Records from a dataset
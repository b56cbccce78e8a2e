//! 2D vector for positions, pointer coordinates and drag offsets

use serde::{Deserialize, Serialize};

/// 2D vector for positions and offsets
#[derive(Clone, Copy, Debug, Default, PartialEq, Serialize, Deserialize)]
pub struct Vec2 {
    pub x: f32,
    pub y: f32,
}

impl Vec2 {
    /// Origin of the card surface
    pub const ZERO: Vec2 = Vec2 { x: 0.0, y: 0.0 };

    /// Create a new vector
    #[inline]
    pub const fn new(x: f32, y: f32) -> Self {
        Self { x, y }
    }

    /// Component-wise check that both coordinates are finite
    #[inline]
    pub fn is_finite(self) -> bool {
        self.x.is_finite() && self.y.is_finite()
    }
}

impl std::ops::Add for Vec2 {
    type Output = Vec2;
    #[inline]
    fn add(self, other: Vec2) -> Vec2 {
        Vec2::new(self.x + other.x, self.y + other.y)
    }
}

impl std::ops::Sub for Vec2 {
    type Output = Vec2;
    #[inline]
    fn sub(self, other: Vec2) -> Vec2 {
        Vec2::new(self.x - other.x, self.y - other.y)
    }
}

impl std::ops::Mul<f32> for Vec2 {
    type Output = Vec2;
    #[inline]
    fn mul(self, s: f32) -> Vec2 {
        Vec2::new(self.x * s, self.y * s)
    }
}
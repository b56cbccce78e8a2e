//! Monotonic, banded z-index counters

use tracing::warn;

use crate::config::ZBandConfig;
use super::Band;

/// Upward shift of every band above an exhausted one.
///
/// Cards holding a z-index `>= from` must add `delta` to stay in their band.
#[derive(Clone, Copy, Debug, PartialEq, Eq)]
pub struct BandShift {
    pub from: u32,
    pub delta: u32,
}

impl BandShift {
    /// Apply the shift to one z-index
    #[inline]
    pub fn apply(&self, z_index: u32) -> u32 {
        if z_index >= self.from {
            z_index.saturating_add(self.delta)
        } else {
            z_index
        }
    }
}

/// Result of an allocation
#[derive(Clone, Copy, Debug, PartialEq, Eq)]
pub struct Allocation {
    /// Allocated value (first value for range reservations)
    pub z_index: u32,
    /// Set when the band had to be widened to fit the allocation
    pub shift: Option<BandShift>,
}

/// Z-index allocator with one monotonically increasing counter per band
#[derive(Clone, Debug)]
pub struct ZIndexAllocator {
    floors: [u32; Band::COUNT],
    next: [u32; Band::COUNT],
    band_width: u32,
}

impl Default for ZIndexAllocator {
    fn default() -> Self {
        Self::new(&ZBandConfig::default())
    }
}

impl ZIndexAllocator {
    /// Create an allocator with evenly sized bands starting at `config.floor`
    pub fn new(config: &ZBandConfig) -> Self {
        let band_width = config.band_width.max(1);
        let mut floors = [0u32; Band::COUNT];
        for (i, floor) in floors.iter_mut().enumerate() {
            *floor = config
                .floor
                .saturating_add(band_width.saturating_mul(i as u32));
        }
        Self {
            floors,
            next: floors,
            band_width,
        }
    }

    /// First value of `band`
    #[inline]
    pub fn floor(&self, band: Band) -> u32 {
        self.floors[band.index()]
    }

    /// First value past the end of `band`
    #[inline]
    pub fn ceiling(&self, band: Band) -> u32 {
        match Band::ALL.get(band.index() + 1) {
            Some(above) => self.floors[above.index()],
            None => u32::MAX,
        }
    }

    /// Next value `allocate(band)` would return, ignoring widening
    #[inline]
    pub fn peek(&self, band: Band) -> u32 {
        self.next[band.index()]
    }

    /// Check if `z_index` belongs to `band`
    #[inline]
    pub fn contains(&self, band: Band, z_index: u32) -> bool {
        z_index >= self.floor(band) && z_index < self.ceiling(band)
    }

    /// Band that `z_index` falls into, if any
    pub fn band_of(&self, z_index: u32) -> Option<Band> {
        Band::ALL
            .iter()
            .rev()
            .copied()
            .find(|band| z_index >= self.floor(*band))
    }

    /// Take the next value of `band`
    pub fn allocate(&mut self, band: Band) -> Allocation {
        self.reserve(band, 1)
    }

    /// Take `count` consecutive values of `band`, returning the first
    pub fn reserve(&mut self, band: Band, count: u32) -> Allocation {
        let i = band.index();
        let shift = self.ensure_room(band, self.next[i].saturating_add(count));
        let z_index = self.next[i];
        self.next[i] = self.next[i].saturating_add(count);
        Allocation { z_index, shift }
    }

    /// Z-index of the minimized card at tray position `stack_index`
    pub fn minimized_slot(&mut self, stack_index: usize) -> Allocation {
        let offset = u32::try_from(stack_index).unwrap_or(u32::MAX);
        let z_index = self.floor(Band::Minimized).saturating_add(offset);
        let shift = self.ensure_room(Band::Minimized, z_index.saturating_add(1));
        Allocation { z_index, shift }
    }

    /// Fixed z-index of the global control bar
    #[inline]
    pub fn control_bar_z(&self) -> u32 {
        self.floor(Band::ControlBar)
    }

    /// Fixed z-index of open floating menus
    #[inline]
    pub fn dropdown_z(&self) -> u32 {
        self.floor(Band::Dropdown)
    }

    /// Widen `band` so values below `end` fit, shifting every band above it
    fn ensure_room(&mut self, band: Band, end: u32) -> Option<BandShift> {
        let ceiling = self.ceiling(band);
        if end <= ceiling {
            return None;
        }

        let needed = end - ceiling;
        let widths = needed.div_ceil(self.band_width).max(1);
        let delta = self.band_width.saturating_mul(widths);
        warn!(
            band = band.name(),
            delta,
            "z-index band exhausted, widening"
        );

        for above in &Band::ALL[band.index() + 1..] {
            let j = above.index();
            self.floors[j] = self.floors[j].saturating_add(delta);
            self.next[j] = self.next[j].saturating_add(delta);
        }

        Some(BandShift { from: ceiling, delta })
    }
}

#[cfg(test)]
mod tests {
    use super::*;

    fn small_allocator() -> ZIndexAllocator {
        ZIndexAllocator::new(&ZBandConfig {
            floor: 10,
            band_width: 4,
        })
    }

    #[test]
    fn test_bands_are_strictly_ordered() {
        let alloc = ZIndexAllocator::default();
        for pair in Band::ALL.windows(2) {
            assert!(alloc.ceiling(pair[0]) <= alloc.floor(pair[1]));
            assert!(alloc.floor(pair[0]) < alloc.floor(pair[1]));
        }
        assert!(alloc.dropdown_z() > alloc.control_bar_z());
        assert!(alloc.control_bar_z() >= alloc.ceiling(Band::Maximized));
    }

    #[test]
    fn test_allocate_is_monotonic() {
        let mut alloc = ZIndexAllocator::default();
        let a = alloc.allocate(Band::Focused).z_index;
        let b = alloc.allocate(Band::Focused).z_index;
        let c = alloc.allocate(Band::Focused).z_index;
        assert!(a < b && b < c);
        assert!(alloc.contains(Band::Focused, c));
    }

    #[test]
    fn test_minimized_slot_indexing() {
        let mut alloc = ZIndexAllocator::default();
        let floor = alloc.floor(Band::Minimized);
        assert_eq!(alloc.minimized_slot(0).z_index, floor);
        assert_eq!(alloc.minimized_slot(2).z_index, floor + 2);
        assert!(alloc.minimized_slot(2).z_index < alloc.floor(Band::Base));
    }

    #[test]
    fn test_reserve_returns_first_of_range() {
        let mut alloc = ZIndexAllocator::default();
        let first = alloc.reserve(Band::Base, 3).z_index;
        assert_eq!(first, alloc.floor(Band::Base));
        assert_eq!(alloc.peek(Band::Base), first + 3);
    }

    #[test]
    fn test_exhausted_band_widens_instead_of_colliding() {
        let mut alloc = small_allocator();
        let expanded_floor = alloc.floor(Band::Expanded);

        let mut seen = Vec::new();
        let mut shifts = Vec::new();
        for _ in 0..6 {
            let allocation = alloc.allocate(Band::Focused);
            seen.push(allocation.z_index);
            if let Some(shift) = allocation.shift {
                shifts.push(shift);
            }
        }

        assert_eq!(shifts.len(), 1);
        assert_eq!(shifts[0].from, expanded_floor);
        assert!(alloc.floor(Band::Expanded) > *seen.last().unwrap());
        // Values stay strictly increasing across the widening
        assert!(seen.windows(2).all(|w| w[0] < w[1]));
        // Existing expanded values move with their band
        assert!(alloc.contains(Band::Expanded, shifts[0].apply(expanded_floor)));
    }

    #[test]
    fn test_minimized_overflow_widens() {
        let mut alloc = small_allocator();
        let base_floor = alloc.floor(Band::Base);
        let allocation = alloc.minimized_slot(9);
        assert!(allocation.shift.is_some());
        assert!(allocation.z_index < alloc.floor(Band::Base));
        assert!(alloc.floor(Band::Base) > base_floor);
    }

    #[test]
    fn test_band_of() {
        let alloc = ZIndexAllocator::default();
        assert_eq!(alloc.band_of(alloc.floor(Band::Maximized)), Some(Band::Maximized));
        assert_eq!(alloc.band_of(alloc.floor(Band::Base) - 1), Some(Band::Minimized));
        assert_eq!(alloc.band_of(0), None);
    }

    #[test]
    fn test_shift_apply() {
        let shift = BandShift { from: 100, delta: 50 };
        assert_eq!(shift.apply(99), 99);
        assert_eq!(shift.apply(100), 150);
    }
}
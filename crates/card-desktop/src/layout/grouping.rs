//! Group stacking

use crate::card::{Card, GroupBy, GroupKey};
use crate::config::LayoutConfig;
use crate::math::{Size, Vec2};
use crate::viewport::Viewport;
use super::{shared_bounds, GridSpec, LayoutPlan, Placement};

/// Split cards by their key under `group_by`, keeping groups in the order
/// their first member appears. Cards without a value share one group.
pub fn partition<'a>(cards: &[&'a Card], group_by: GroupBy) -> Vec<(GroupKey, Vec<&'a Card>)> {
    let mut groups: Vec<(GroupKey, Vec<&'a Card>)> = Vec::new();
    for &card in cards {
        let key = card.group_key(group_by);
        match groups.iter_mut().find(|(k, _)| *k == key) {
            Some((_, members)) => members.push(card),
            None => groups.push((key, vec![card])),
        }
    }
    groups
}

/// Give each group a grid cell and cascade its members inside it.
///
/// Member `j` of a group of `k` sits `j * cascade_offset` right and down from
/// the cell origin and is shrunk by `(k - 1) * cascade_offset` so the cascade
/// stays inside the cell. Later members stack on top.
pub fn stack_by(
    cards: &[&Card],
    group_by: GroupBy,
    viewport: &Viewport,
    config: &LayoutConfig,
    z_start: u32,
) -> LayoutPlan {
    if cards.is_empty() {
        return LayoutPlan::default();
    }

    let groups = partition(cards, group_by);
    let grid = GridSpec::for_count(
        groups.len(),
        viewport.usable_rect(),
        shared_bounds(cards),
        config.default_card_size,
    );

    let offset = config.cascade_offset.max(0.0);
    let mut placements = Vec::with_capacity(cards.len());
    for (cell, (_, members)) in groups.iter().enumerate() {
        let origin = grid.cell_origin(cell);
        let shrink = offset * (members.len() - 1) as f32;
        let target = Size::new(
            (grid.cell.width - shrink).max(0.0),
            (grid.cell.height - shrink).max(0.0),
        );

        for (j, card) in members.iter().enumerate() {
            let step = offset * j as f32;
            placements.push(Placement {
                card_id: card.id,
                position: origin + Vec2::new(step, step),
                dimensions: card.constraints.clamp(target),
                z_index: z_start.saturating_add(placements.len() as u32),
            });
        }
    }

    LayoutPlan { placements }
}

- WORK REQUIRED: Could you copy exactly the lines from the one containing "let key = card.group_key(group_by);" through the end of the records above, and nothing more?

- RESPONSE TO THIS TASK:
        let key = card.group_key(group_by);
        match groups.iter_mut().find(|(k, _)| *k == key) {
            Some((_, members)) => members.push(card),
            None => groups.push((key, vec![card])),
        }
    }
    groups
}

/// Give each group a grid cell and cascade its members inside it.
///
/// Member `j` of a group of `k` sits `j * cascade_offset` right and down from
/// the cell origin and is shrunk by `(k - 1) * cascade_offset` so the cascade
/// stays inside the cell. Later members stack on top.
pub fn stack_by(
    cards: &[&Card],
    group_by: GroupBy,
    viewport: &Viewport,
    config: &LayoutConfig,
    z_start: u32,
) -> LayoutPlan {
    if cards.is_empty() {
        return LayoutPlan::default();
    }

    let groups = partition(cards, group_by);
    let grid = GridSpec::for_count(
        groups.len(),
        viewport.usable_rect(),
        shared_bounds(cards),
        config.default_card_size,
    );

    let offset = config.cascade_offset.max(0.0);
    let mut placements = Vec::with_capacity(cards.len());
    for (cell, (_, members)) in groups.iter().enumerate() {
        let origin = grid.cell_origin(cell);
        let shrink = offset * (members.len() - 1) as f32;
        let target = Size::new(
            (grid.cell.width - shrink).max(0.0),
            (grid.cell.height - shrink).max(0.0),
        );

        for (j, card) in members.iter().enumerate() {
            let step = offset * j as f32;
            placements.push(Placement {
                card_id: card.id,
                position: origin + Vec2::new(step, step),
                dimensions: card.constraints.clamp(target),
                z_index: z_start.saturating_add(placements.len() as u32),
            });
        }
    }

    LayoutPlan { placements }
}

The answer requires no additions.